We were working on a puzzle this evening, and I was singing ... OK, so I don't have the best voice in the world, but I was feeling good and got a song stuck in my head. And, he totally exploded ... stop singing, you're trying to annoy me, you know I HATE IT when people sing ... etc. It's just gotten to the point where he is SO miserable to be around ... HE is miserable, and he makes everyone else grumpy and testy. No matter what we're doing, he finds something to be unhappy about. Whatever I make for dinner, he hates ... whatever we try to do on the weekends, he finds something negative about it ... last weekend I spent 9 hours in the E.R. (had messed up my leg and docs thought I might have a blood clot ... long story) ... and the meds they gave me basically doped me up ... and he got angry because I didn't feel like playing a game of Monopoly (coming down off of a Percocet high.) Hello? Does ANYONE else count here?

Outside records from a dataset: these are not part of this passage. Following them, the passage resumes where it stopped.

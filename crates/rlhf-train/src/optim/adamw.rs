//! AdamW with per-parameter weight decay.

use candle_core::{Result, Tensor, Var};

/// Substrings that exclude a parameter from weight decay.
pub const NO_DECAY_NAMES: &[&str] = &["bias", "layernorm.weight", "norm.weight"];

pub fn uses_weight_decay(name: &str) -> bool {
    !NO_DECAY_NAMES.iter().any(|nd| name.contains(nd))
}

/// One optimized tensor.
pub struct Param {
    pub name: String,
    pub var: Var,
    pub weight_decay: f64,
    exp_avg: Tensor,
    exp_avg_sq: Tensor,
}

/// Decoupled weight decay Adam.
///
/// Update rule (t = step count after increment):
///   1. p *= 1 - lr * wd
///   2. m = b1*m + (1-b1)*g,  v = b2*v + (1-b2)*g^2
///   3. p -= lr * (m / (1-b1^t)) / (sqrt(v / (1-b2^t)) + eps)
pub struct AdamW {
    params: Vec<Param>,
    pub lr: f64,
    beta1: f64,
    beta2: f64,
    eps: f64,
    t: usize,
}

impl AdamW {
    /// `named_vars` must be in a stable order: gradients are matched by index.
    pub fn new(
        named_vars: Vec<(String, Var)>,
        lr: f64,
        betas: (f64, f64),
        eps: f64,
        weight_decay: f64,
    ) -> Result<Self> {
        let params = named_vars
            .into_iter()
            .map(|(name, var)| {
                let weight_decay = if uses_weight_decay(&name) {
                    weight_decay
                } else {
                    0.0
                };
                Ok(Param {
                    exp_avg: Tensor::zeros_like(var.as_tensor())?,
                    exp_avg_sq: Tensor::zeros_like(var.as_tensor())?,
                    name,
                    var,
                    weight_decay,
                })
            })
            .collect::<Result<Vec<_>>>()?;
        Ok(Self {
            params,
            lr,
            beta1: betas.0,
            beta2: betas.1,
            eps,
            t: 0,
        })
    }

    pub fn params(&self) -> &[Param] {
        &self.params
    }

    pub fn steps_taken(&self) -> usize {
        self.t
    }

    /// Apply one update. `grads[i]` belongs to `params()[i]`; `None` skips it.
    pub fn step(&mut self, grads: &[Option<Tensor>]) -> Result<()> {
        if grads.len() != self.params.len() {
            candle_core::bail!(
                "AdamW got {} gradients for {} parameters",
                grads.len(),
                self.params.len()
            );
        }
        self.t += 1;
        let bias1 = 1.0 - self.beta1.powi(self.t as i32);
        let bias2 = 1.0 - self.beta2.powi(self.t as i32);

        for (p, grad) in self.params.iter_mut().zip(grads) {
            let Some(grad) = grad else { continue };

            if p.weight_decay > 0.0 {
                let decayed = (p.var.as_tensor() * (1.0 - self.lr * p.weight_decay))?;
                p.var.set(&decayed)?;
            }

            p.exp_avg = ((&p.exp_avg * self.beta1)? + (grad * (1.0 - self.beta1))?)?;
            p.exp_avg_sq = ((&p.exp_avg_sq * self.beta2)? + (grad.sqr()? * (1.0 - self.beta2))?)?;

            let m_hat = (&p.exp_avg / bias1)?;
            let denom = ((&p.exp_avg_sq / bias2)?.sqrt()? + self.eps)?;
            let update = ((m_hat / denom)? * self.lr)?;
            p.var.set(&p.var.as_tensor().sub(&update)?)?;
        }
        Ok(())
    }

    pub fn set_lr(&mut self, lr: f64) {
        self.lr = lr;
    }
}

/// Global L2 norm over all present gradients.
pub fn global_grad_norm(grads: &[Option<Tensor>]) -> Result<f64> {
    let mut sq = 0.0f64;
    for g in grads.iter().flatten() {
        sq += g.sqr()?.sum_all()?.to_dtype(candle_core::DType::F64)?.to_scalar::<f64>()?;
    }
    Ok(sq.sqrt())
}

#[cfg(test)]
mod tests {
    use super::*;
    use candle_core::{DType, Device};
    use candle_nn::{VarBuilder, VarMap};

    #[test]
    fn test_decay_groups_by_name() {
        assert!(uses_weight_decay("blocks.0.attention.wq.weight"));
        assert!(!uses_weight_decay("score_head.bias"));
        assert!(!uses_weight_decay("blocks.0.attn_norm.weight"));
        assert!(!uses_weight_decay("final_norm.weight"));
    }

    #[test]
    fn test_first_step_moves_by_lr() -> Result<()> {
        // With bias correction the first Adam step is lr * sign(g) (up to eps).
        let device = Device::Cpu;
        let varmap = VarMap::new();
        let vb = VarBuilder::from_varmap(&varmap, DType::F32, &device);
        let w = vb.get_with_hints(3, "w", candle_nn::Init::Const(1.0))?;
        let named = vec![("w".to_string(), varmap.all_vars()[0].clone())];
        let mut opt = AdamW::new(named, 0.1, (0.9, 0.999), 1e-8, 0.0)?;

        let grad = Tensor::new(&[2.0f32, -3.0, 0.0], &device)?;
        opt.step(&[Some(grad)])?;
        let vals = w.to_vec1::<f32>()?;
        assert!((vals[0] - 0.9).abs() < 1e-4);
        assert!((vals[1] - 1.1).abs() < 1e-4);
        assert!((vals[2] - 1.0).abs() < 1e-4);
        assert_eq!(opt.steps_taken(), 1);
        Ok(())
    }

    #[test]
    fn test_weight_decay_only_on_decay_group() -> Result<()> {
        let device = Device::Cpu;
        let varmap = VarMap::new();
        let vb = VarBuilder::from_varmap(&varmap, DType::F32, &device);
        let w = vb.get_with_hints(2, "proj.weight", candle_nn::Init::Const(1.0))?;
        let b = vb.get_with_hints(2, "proj.bias", candle_nn::Init::Const(1.0))?;
        let data = varmap.data().lock().unwrap();
        let mut named: Vec<_> = data.iter().map(|(k, v)| (k.clone(), v.clone())).collect();
        drop(data);
        named.sort_by(|a, b| a.0.cmp(&b.0));
        let mut opt = AdamW::new(named, 0.1, (0.9, 0.999), 1e-8, 0.5)?;

        let zero = Tensor::zeros(2, DType::F32, &device)?;
        opt.step(&[Some(zero.clone()), Some(zero)])?;
        assert!((w.to_vec1::<f32>()?[0] - 0.95).abs() < 1e-6);
        assert!((b.to_vec1::<f32>()?[0] - 1.0).abs() < 1e-6);
        Ok(())
    }

    #[test]
    fn test_global_norm() -> Result<()> {
        let device = Device::Cpu;
        let g1 = Tensor::new(&[3.0f32], &device)?;
        let g2 = Tensor::new(&[4.0f32], &device)?;
        let n = global_grad_norm(&[Some(g1), None, Some(g2)])?;
        assert!((n - 5.0).abs() < 1e-9);
        Ok(())
    }
}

I'm so sick of trying to find the right 'balance' of meds that I can't help but wonder if there is no 'balance' and what he needs is to be med-free. I work, so this is hard to do ... considering a leave of absence and taking off 4 weeks over the summer, during which time I take him off meds 'just to see' ... but I'm afraid that'll cause more harm than good.